UniversNews (SEF) – Le Conseil national de l’Ordre des avocats tunisiens (ONAT) a annoncé son rejet des dispositions de la Note générale n° 2 de 2026, datée du 23 janvier 2026, qui stipule que les professions non commerciales, y compris la profession d’avocat, sont soumises à la facturation électronique obligatoire, contrairement à ce qu’exige le texte explicite de la loi, et en contradiction flagrante avec ce que l’administration a publié précédemment dans des notes de service générales pendant plus de trente ans pour faire la distinction entre la prestation de services et les professions non-commerciales.

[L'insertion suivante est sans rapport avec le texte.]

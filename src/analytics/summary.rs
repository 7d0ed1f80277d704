// Sales summary types and formatting
// Author: Gabriel Demetrios Lafis

use std::fmt;

use serde::Serialize;

/// One payment method's share of a group's transactions
#[derive(Debug, Clone, PartialEq, Serialize)]
pub struct PaymentShare {
    pub method: String,
    pub count: usize,
    pub percentage: f64,
}

/// Composite sales statistics for one group key
///
/// Structured values keep full numeric precision for programmatic and
/// export use; the [`fmt::Display`] rendering formats monetary and
/// percentage values to exactly 2 decimal places.
#[derive(Debug, Clone, PartialEq, Serialize)]
pub struct SalesSummary {
    pub group: String,
    pub transaction_count: usize,
    pub total_revenue: f64,
    pub average_transaction_value: f64,
    pub total_quantity: i64,
    pub average_satisfaction: f64,
    pub payment_methods: Vec<PaymentShare>,
}

impl SalesSummary {
    /// Render the payment-method percentages as a single readable line
    pub fn payment_breakdown(&self) -> String {
        self.payment_methods
            .iter()
            .map(|share| format!("{}: {:.2}%", share.method, share.percentage))
            .collect::<Vec<String>>()
            .join(", ")
    }
}

impl fmt::Display for SalesSummary {
    fn fmt(&self, f: &mut fmt::Formatter) -> fmt::Result {
        writeln!(f, "Total Transactions: {}", self.transaction_count)?;
        writeln!(f, "Total Revenue: {:.2}", self.total_revenue)?;
        writeln!(
            f,
            "Average Transaction Value: {:.2}",
            self.average_transaction_value
        )?;
        writeln!(f, "Total Quantity Sold: {}", self.total_quantity)?;
        writeln!(
            f,
            "Average Customer Satisfaction: {:.2}",
            self.average_satisfaction
        )?;
        write!(f, "Payment Method Percentage: {}", self.payment_breakdown())
    }
}
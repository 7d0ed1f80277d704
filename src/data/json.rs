// JSON summary sink implementation
// Author: Gabriel Demetrios Lafis

use std::fs::File;
use std::io::{BufWriter, Write};
use std::path::Path;

use log::info;

use super::{DataError, SinkType, SummarySink};
use crate::analytics::SalesSummary;

/// JSON summary sink
///
/// Serializes one [`SalesSummary`] to a pretty-printed JSON file for
/// export by a calling CLI or GUI.
pub struct JsonSummarySink {
    path: String,
}

impl JsonSummarySink {
    /// Create a new JSON summary sink
    pub fn new<P: AsRef<Path>>(path: P) -> Self {
        JsonSummarySink {
            path: path.as_ref().to_string_lossy().to_string(),
        }
    }
}

impl SummarySink for JsonSummarySink {
    fn write(&self, summary: &SalesSummary) -> Result<(), DataError> {
        let file = File::create(&self.path).map_err(DataError::IoError)?;
        let mut writer = BufWriter::new(file);

        serde_json::to_writer_pretty(&mut writer, summary)
            .map_err(|e| DataError::SerializeError(e.to_string()))?;

        writer.flush().map_err(DataError::IoError)?;

        info!("Exported sales summary for '{}' to {}", summary.group, self.path);

        Ok(())
    }

    fn name(&self) -> &str {
        &self.path
    }

    fn sink_type(&self) -> SinkType {
        SinkType::File
    }
}
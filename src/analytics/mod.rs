// Analytics module for grouped revenue and sales summaries
// Author: Gabriel Demetrios Lafis

pub mod numeric;

mod summary;

pub use summary::*;

use std::collections::HashMap;

use crate::data::{Transaction, TransactionField, TransactionStore};

use self::numeric::{parse_money, parse_quantity, parse_satisfaction, round2};

/// Analytics engine for grouped revenue totals and sales summaries
///
/// Pure reads over an immutable store; every call computes a fresh result,
/// so callers cache if they need to.
pub struct AnalyticsEngine<'a> {
    store: &'a TransactionStore,
}

impl<'a> AnalyticsEngine<'a> {
    /// Create a new analytics engine over a store
    pub fn new(store: &'a TransactionStore) -> Self {
        AnalyticsEngine { store }
    }

    /// Sum revenue per distinct value of a grouping field
    ///
    /// A transaction contributes only when it carries both the grouping
    /// field and `TotalPrice`; an unparsable price contributes 0.0 but
    /// still names its group. Totals are rounded to 2 decimal places,
    /// half away from zero.
    pub fn group_revenue_by(&self, field: TransactionField) -> HashMap<String, f64> {
        let mut totals: HashMap<String, f64> = HashMap::new();

        for transaction in self.store.all() {
            let key = match transaction.field(field) {
                Some(key) => key,
                None => continue,
            };
            let price = match transaction.field(TransactionField::TotalPrice) {
                Some(price) => price,
                None => continue,
            };

            *totals.entry(key.to_string()).or_insert(0.0) += parse_money(price);
        }

        for total in totals.values_mut() {
            *total = round2(*total);
        }

        totals
    }

    /// Sum revenue per store location
    pub fn revenue_by_location(&self) -> HashMap<String, f64> {
        self.group_revenue_by(TransactionField::StoreLocation)
    }

    /// Compute the sales summary for one value of a grouping field
    ///
    /// Returns `None` when no transaction matches the key. The
    /// satisfaction average divides by the group's full transaction
    /// count, not by the count of records carrying a satisfaction value.
    pub fn sales_summary(&self, field: TransactionField, key: &str) -> Option<SalesSummary> {
        let group: Vec<&Transaction> = self
            .store
            .all()
            .iter()
            .filter(|t| t.field(field) == Some(key))
            .collect();

        if group.is_empty() {
            return None;
        }

        let transaction_count = group.len();

        let total_revenue: f64 = group
            .iter()
            .filter_map(|t| t.field(TransactionField::TotalPrice))
            .map(parse_money)
            .sum();

        let average_transaction_value = if transaction_count > 0 {
            total_revenue / transaction_count as f64
        } else {
            0.0
        };

        let total_quantity: i64 = group
            .iter()
            .filter_map(|t| t.field(TransactionField::Quantity))
            .map(parse_quantity)
            .sum();

        let satisfaction_sum: f64 = group
            .iter()
            .filter_map(|t| t.field(TransactionField::CustomerSatisfaction))
            .filter_map(parse_satisfaction)
            .sum();

        let average_satisfaction = satisfaction_sum / transaction_count as f64;

        // Count payment methods in first-seen order
        let mut method_counts: Vec<(String, usize)> = Vec::new();

        for transaction in &group {
            if let Some(method) = transaction.field(TransactionField::PaymentMethod) {
                match method_counts.iter_mut().find(|(name, _)| name == method) {
                    Some((_, count)) => *count += 1,
                    None => method_counts.push((method.to_string(), 1)),
                }
            }
        }

        let payment_methods: Vec<PaymentShare> = method_counts
            .into_iter()
            .map(|(method, count)| PaymentShare {
                method,
                count,
                percentage: count as f64 / transaction_count as f64 * 100.0,
            })
            .collect();

        Some(SalesSummary {
            group: key.to_string(),
            transaction_count,
            total_revenue,
            average_transaction_value,
            total_quantity,
            average_satisfaction,
            payment_methods,
        })
    }

    /// Compute the sales summary for one store location
    pub fn location_summary(&self, location: &str) -> Option<SalesSummary> {
        self.sales_summary(TransactionField::StoreLocation, location)
    }
}
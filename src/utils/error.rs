// Error handling utilities
// Author: Gabriel Demetrios Lafis

use std::error::Error;
use std::fmt;

use crate::data::DataError;

/// Application error type
#[derive(Debug)]
pub enum AppError {
    Data(DataError),
    Config(String),
    Other(String),
}

impl fmt::Display for AppError {
    fn fmt(&self, f: &mut fmt::Formatter) -> fmt::Result {
        match self {
            AppError::Data(err) => write!(f, "Data error: {}", err),
            AppError::Config(msg) => write!(f, "Configuration error: {}", msg),
            AppError::Other(msg) => write!(f, "Error: {}", msg),
        }
    }
}

impl Error for AppError {}

impl From<DataError> for AppError {
    fn from(err: DataError) -> Self {
        AppError::Data(err)
    }
}

impl From<std::io::Error> for AppError {
    fn from(err: std::io::Error) -> Self {
        AppError::Other(err.to_string())
    }
}

/// Result type alias for AppError
pub type AppResult<T> = Result<T, AppError>;
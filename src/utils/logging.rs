// Logging utilities
// Author: Gabriel Demetrios Lafis

use log::{Level, LevelFilter, Metadata, Record, SetLoggerError};

/// Initialize logging with the given level
pub fn init_logging(level: LevelFilter) -> Result<(), SetLoggerError> {
    log::set_boxed_logger(Box::new(ConsoleLogger)).map(|()| log::set_max_level(level))
}

/// Console logger implementation
struct ConsoleLogger;

impl log::Log for ConsoleLogger {
    fn enabled(&self, metadata: &Metadata) -> bool {
        metadata.level() <= log::max_level()
    }

    fn log(&self, record: &Record) {
        if self.enabled(record.metadata()) {
            let level_str = match record.level() {
                Level::Error => "\x1B[31mERROR\x1B[0m",
                Level::Warn => "\x1B[33mWARN\x1B[0m",
                Level::Info => "\x1B[32mINFO\x1B[0m",
                Level::Debug => "\x1B[34mDEBUG\x1B[0m",
                Level::Trace => "\x1B[90mTRACE\x1B[0m",
            };

            println!(
                "[{}] {}: {}",
                chrono::Local::now().format("%Y-%m-%d %H:%M:%S"),
                level_str,
                record.args()
            );
        }
    }

    fn flush(&self) {}
}
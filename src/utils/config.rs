// Configuration utilities
// Author: Gabriel Demetrios Lafis

use std::fs::File;
use std::io::Read;
use std::path::Path;

use serde::{Deserialize, Serialize};

use super::{AppError, AppResult};

/// Application configuration
#[derive(Debug, Clone, Serialize, Deserialize)]
pub struct Config {
    pub source: SourceConfig,
    pub logging: LoggingConfig,
}

/// Transaction source configuration
#[derive(Debug, Clone, Serialize, Deserialize)]
pub struct SourceConfig {
    pub path: String,
    pub delimiter: char,
    pub has_header: bool,
}

/// Logging configuration
#[derive(Debug, Clone, Serialize, Deserialize)]
pub struct LoggingConfig {
    pub level: String,
}

impl Default for Config {
    fn default() -> Self {
        Config {
            source: SourceConfig {
                path: "./transactions.csv".to_string(),
                delimiter: ',',
                has_header: true,
            },
            logging: LoggingConfig {
                level: "info".to_string(),
            },
        }
    }
}

impl Config {
    /// Load configuration from a JSON or YAML file
    pub fn from_file<P: AsRef<Path>>(path: P) -> AppResult<Self> {
        let mut file = File::open(&path)?;
        let mut contents = String::new();
        file.read_to_string(&mut contents)?;

        let config = if path.as_ref().extension().map_or(false, |ext| ext == "json") {
            serde_json::from_str(&contents).map_err(|e| AppError::Config(e.to_string()))?
        } else if path
            .as_ref()
            .extension()
            .map_or(false, |ext| ext == "yaml" || ext == "yml")
        {
            serde_yaml::from_str(&contents).map_err(|e| AppError::Config(e.to_string()))?
        } else {
            return Err(AppError::Config(
                "Unsupported config file format".to_string(),
            ));
        };

        Ok(config)
    }

    /// Get the log level filter
    pub fn log_level_filter(&self) -> log::LevelFilter {
        match self.logging.level.to_lowercase().as_str() {
            "off" => log::LevelFilter::Off,
            "error" => log::LevelFilter::Error,
            "warn" => log::LevelFilter::Warn,
            "info" => log::LevelFilter::Info,
            "debug" => log::LevelFilter::Debug,
            "trace" => log::LevelFilter::Trace,
            _ => log::LevelFilter::Info,
        }
    }
}
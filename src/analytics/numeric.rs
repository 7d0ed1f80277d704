// Defensive numeric parsing for transaction fields
// Author: Gabriel Demetrios Lafis

/// Currency glyphs stripped before parsing a monetary value
const CURRENCY_GLYPHS: [char; 4] = ['£', '$', '€', '¥'];

/// Parse a monetary text value, contributing zero on failure
///
/// Whitespace and currency glyphs are stripped first. A single comma with
/// no period is read as a decimal comma; any other comma is a thousands
/// separator and is removed. The cleaned text must be digits with at most
/// one period, so negative or exponent forms also contribute zero.
pub fn parse_money(raw: &str) -> f64 {
    let cleaned: String = raw
        .chars()
        .filter(|c| !c.is_whitespace() && !CURRENCY_GLYPHS.contains(c))
        .collect();

    let cleaned = if cleaned.matches(',').count() == 1 && !cleaned.contains('.') {
        cleaned.replace(',', ".")
    } else {
        cleaned.replace(',', "")
    };

    if !is_plain_decimal(&cleaned) {
        return 0.0;
    }

    cleaned.parse().unwrap_or(0.0)
}

/// Check that text is digits with at most one decimal point
fn is_plain_decimal(text: &str) -> bool {
    let mut digits = false;
    let mut points = 0;

    for c in text.chars() {
        match c {
            '0'..='9' => digits = true,
            '.' => points += 1,
            _ => return false,
        }
    }

    digits && points <= 1
}

/// Parse a quantity as an integer, contributing zero when empty or malformed
pub fn parse_quantity(raw: &str) -> i64 {
    let trimmed = raw.trim();

    if trimmed.is_empty() {
        return 0;
    }

    trimmed.parse().unwrap_or(0)
}

/// Parse a satisfaction score from non-empty text
///
/// Empty or malformed text yields `None`, which excludes the record from
/// the satisfaction numerator only; the average's denominator stays the
/// group's full transaction count.
pub fn parse_satisfaction(raw: &str) -> Option<f64> {
    let trimmed = raw.trim();

    if trimmed.is_empty() {
        return None;
    }

    trimmed.parse().ok()
}

/// Round a value to 2 decimal places, half away from zero
pub fn round2(value: f64) -> f64 {
    (value * 100.0).round() / 100.0
}
/// A modifier whose source attribute is undefined is skipped, never
/// treated as zero; its siblings still apply.
#[test]
fn test_absent_source_operand_skipped() {
    let mut catalog = StaticCatalog::new();
    catalog.add_type(TypeDef {
        id: TypeId(10),
        attrs: [(TGT, 100.0)].into(),
        ..Default::default()
    });
    catalog.add_type(TypeDef {
        id: TypeId(201),
        // SRC is present, AttrId(3) is not.
        attrs: [(SRC, 1.5)].into(),
        effects: vec![passive_effect(
            1,
            vec![
                modifier(1, Operator::PostMul, TgtFilter::Domain { domain: Domain::Ship }),
                Modifier {
                    id: ModifierId(2),
                    src_attr: AttrId(3),
                    op: Operator::PostMul,
                    tgt_attr: TGT,
                    filter: TgtFilter::Domain { domain: Domain::Ship },
                },
            ],
        )],
        ..Default::default()
    });

    let mut fit = Fit::with_seed(Arc::new(catalog), 0);
    let module = fit.attach(TypeId(10), Slot::ModuleLow).unwrap();
    fit.attach(TypeId(201), Slot::Implant).unwrap();

    assert_close(fit.value_of(module, TGT).unwrap(), 150.0);
}

/// A self-referencing modifier is reported as a cycle, not evaluated
/// forever and not silently dropped into a wrong value.
#[test]
fn test_self_reference_cycle() {
    let mut catalog = StaticCatalog::new();
    catalog.add_type(TypeDef {
        id: TypeId(10),
        attrs: [(TGT, 100.0)].into(),
        effects: vec![passive_effect(
            1,
            vec![Modifier {
                id: ModifierId(1),
                src_attr: TGT,
                op: Operator::PostMul,
                tgt_attr: TGT,
                filter: TgtFilter::Item { domain: Domain::Itself },
            }],
        )],
        ..Default::default()
    });

    let mut fit = Fit::with_seed(Arc::new(catalog), 0);
    let module = fit.attach(TypeId(10), Slot::ModuleHigh).unwrap();

    assert!(matches!(
        fit.value_of(module, TGT),
        Err(CalcError::Cycle { .. })
    ));
}

/// A cycle spanning two items and two attributes is detected and the
/// offending path reported.
#[test]
fn test_cross_item_cycle() {
    let attr_x = AttrId(5);
    let attr_y = AttrId(6);
    let mut catalog = StaticCatalog::new();
    catalog.add_type(TypeDef {
        id: TypeId(201),
        attrs: [(attr_x, 1.0)].into(),
        effects: vec![EffectDef {
            id: EffectId(1),
            category: EffectCategory::Passive,
            modifiers: vec![Modifier {
                id: ModifierId(1),
                src_attr: attr_x,
                op: Operator::PostMul,
                tgt_attr: attr_y,
                filter: TgtFilter::Domain { domain: Domain::Character },
            }],
            chance_attr: None,
        }],
        ..Default::default()
    });
    catalog.add_type(TypeDef {
        id: TypeId(202),
        attrs: [(attr_y, 1.0)].into(),
        effects: vec![EffectDef {
            id: EffectId(2),
            category: EffectCategory::Passive,
            modifiers: vec![Modifier {
                id: ModifierId(2),
                src_attr: attr_y,
                op: Operator::PostMul,
                tgt_attr: attr_x,
                filter: TgtFilter::Domain { domain: Domain::Character },
            }],
            chance_attr: None,
        }],
        ..Default::default()
    });

    let mut fit = Fit::with_seed(Arc::new(catalog), 0);
    let a = fit.attach(TypeId(201), Slot::Implant).unwrap();
    let b = fit.attach(TypeId(202), Slot::Implant).unwrap();

    let result = fit.value_of(a, attr_y);
    match result {
        Err(CalcError::Cycle { path }) => {
            assert!(path.len() >= 3);
            assert_eq!(path.first(), path.last());
        }
        other => panic!("expected cycle, got {other:?}"),
    }
    let _ = b;
}

/// One structurally invalid modifier inside an effect does not prevent
/// its valid sibling from applying.
#[test]
fn test_malformed_modifier_isolation() {
    let mut catalog = StaticCatalog::new();
    catalog.add_type(TypeDef {
        id: TypeId(10),
        attrs: [(SRC, 20.0), (TGT, 100.0)].into(),
        effects: vec![passive_effect(
            1,
            vec![
                // Domain filter anchored on the companion: malformed.
                modifier(1, Operator::PostPercent, TgtFilter::Domain { domain: Domain::Other }),
                modifier(2, Operator::PostPercent, TgtFilter::Item { domain: Domain::Itself }),
            ],
        )],
        ..Default::default()
    });

    let mut fit = Fit::with_seed(Arc::new(catalog), 0);
    let ship = fit.attach(TypeId(10), Slot::Ship).unwrap();

    assert_close(fit.value_of(ship, TGT).unwrap(), 120.0);
}

/// Modifier chains propagate through intermediate attributes: an
/// implant boosting a hull attribute that in turn drives a rig bonus.
#[test]
fn test_chained_modification() {
    let attr1 = AttrId(11);
    let attr2 = AttrId(12);
    let attr3 = AttrId(13);
    let mut catalog = StaticCatalog::new();
    catalog.add_type(TypeDef {
        id: TypeId(201),
        attrs: [(attr1, 5.0)].into(),
        effects: vec![EffectDef {
            id: EffectId(1),
            category: EffectCategory::Passive,
            modifiers: vec![Modifier {
                id: ModifierId(1),
                src_attr: attr1,
                op: Operator::PostMul,
                tgt_attr: attr2,
                filter: TgtFilter::Item { domain: Domain::Ship },
            }],
            chance_attr: None,
        }],
        ..Default::default()
    });
    catalog.add_type(TypeDef {
        id: TypeId(20),
        attrs: [(attr2, 7.5)].into(),
        effects: vec![EffectDef {
            id: EffectId(2),
            category: EffectCategory::Passive,
            modifiers: vec![Modifier {
                id: ModifierId(2),
                src_attr: attr2,
                op: Operator::PostPercent,
                tgt_attr: attr3,
                filter: TgtFilter::Domain { domain: Domain::Itself },
            }],
            chance_attr: None,
        }],
        ..Default::default()
    });
    catalog.add_type(TypeDef {
        id: TypeId(30),
        attrs: [(attr3, 0.5)].into(),
        ..Default::default()
    });

    let mut fit = Fit::with_seed(Arc::new(catalog), 0);
    let ship = fit.attach(TypeId(20), Slot::Ship).unwrap();
    let rig = fit.attach(TypeId(30), Slot::Rig).unwrap();
    fit.attach(TypeId(201), Slot::Implant).unwrap();

    assert_close(fit.value_of(ship, attr2).unwrap(), 37.5);
    assert_close(fit.value_of(rig, attr3).unwrap(), 0.5 * 1.375);
}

L’ONAT considère que le contenu de la note générale susmentionnée excède son rôle interprétatif et constitue une violation manifeste de la loi. Elle instaure un nouveau système non prévu par la loi et inapplicable, laissant la question, notamment sur le plan pénal, à l’appréciation de l’administration et des employés, chacun selon sa fonction et son évaluation, et s’inscrit dans la continuité de l’affaiblissement du principe de sécurité juridique.
D’un autre côté, le barreau a tenu l’administration et son autorité de tutelle pour responsables des perturbations et des incohérences susceptibles d’affecter les transactions des avocats.
En conséquence, l’ONAT a décidé d’intenter une action en annulation de la note susmentionnée pour abus de pouvoir présumé et de prendre toutes les mesures nécessaires pour remédier à ce qu’il qualifiait de dérives.